Exercise prompt:
Filter the data below, keeping only lines that contain "impl".

[Records contained in a dataset]

// Editor configuration

use crate::library::LibraryError;
use crate::playlist::Song;
use serde::{Deserialize, Serialize};
use std::path::{Path, PathBuf};

/// File name of the saved library inside the data directory
pub const LIBRARY_FILE_NAME: &str = "recent_work.json";

/// Name given to new or renamed-to-empty playlists
pub const DEFAULT_LIST_NAME: &str = "Untitled";

/// Editor settings
///
/// Every field has a default, so a config file only needs the values it
/// overrides, e.g. `(max_history: Some(50))`.
#[derive(Debug, Clone, PartialEq, Eq, Serialize, Deserialize)]
#[serde(default)]
pub struct EditorConfig {
    /// Name used for new playlists and for playlists renamed to an empty name
    pub default_list_name: String,
    /// Song appended by "add song"
    pub new_song: Song,
    /// Maximum number of undo steps kept (unbounded if None)
    pub max_history: Option<usize>,
    /// Where the library is saved (platform data directory if None)
    pub storage_path: Option<PathBuf>,
}

impl Default for EditorConfig {
    fn default() -> Self {
        Self {
            default_list_name: DEFAULT_LIST_NAME.to_string(),
            new_song: Song::default(),
            max_history: None,
            storage_path: None,
        }
    }
}

impl EditorConfig {
    /// Parse a configuration from RON text
    pub fn from_ron_str(ron_data: &str) -> Result<Self, LibraryError> {
        let config: Self = ron::from_str(ron_data)
            .map_err(|e| LibraryError::InvalidConfig(format!("Failed to parse config: {}", e)))?;
        config.validate()?;
        Ok(config)
    }

    /// Load a configuration file
    pub fn load<P: AsRef<Path>>(path: P) -> Result<Self, LibraryError> {
        let path = path.as_ref();
        let ron_data = std::fs::read_to_string(path).map_err(|e| {
            LibraryError::FileSystemError(format!(
                "Failed to read config {}: {}",
                path.display(),
                e
            ))
        })?;
        Self::from_ron_str(&ron_data)
    }

    /// Serialize the configuration to RON text
    pub fn to_ron_string(&self) -> Result<String, LibraryError> {
        Ok(ron::ser::to_string_pretty(
            self,
            ron::ser::PrettyConfig::default(),
        )?)
    }

    /// Check the configured values
    pub fn validate(&self) -> Result<(), LibraryError> {
        if self.default_list_name.trim().is_empty() {
            return Err(LibraryError::InvalidConfig(
                "Default list name cannot be empty".to_string(),
            ));
        }

        self.new_song
            .validate()
            .map_err(|e| LibraryError::InvalidConfig(format!("New song template: {}", e)))?;

        if self.max_history == Some(0) {
            return Err(LibraryError::InvalidConfig(
                "History limit must be at least 1".to_string(),
            ));
        }

        Ok(())
    }

    /// Resolved location of the saved library
    pub fn storage_path(&self) -> PathBuf {
        self.storage_path
            .clone()
            .unwrap_or_else(default_storage_path)
    }
}

/// Default location of the saved library
///
/// Falls back to the working directory when the platform has no data directory.
pub fn default_storage_path() -> PathBuf {
    dirs::data_dir()
        .map(|dir| dir.join("playlister"))
        .unwrap_or_default()
        .join(LIBRARY_FILE_NAME)
}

Output for this exercise:
impl Default for EditorConfig {
impl EditorConfig {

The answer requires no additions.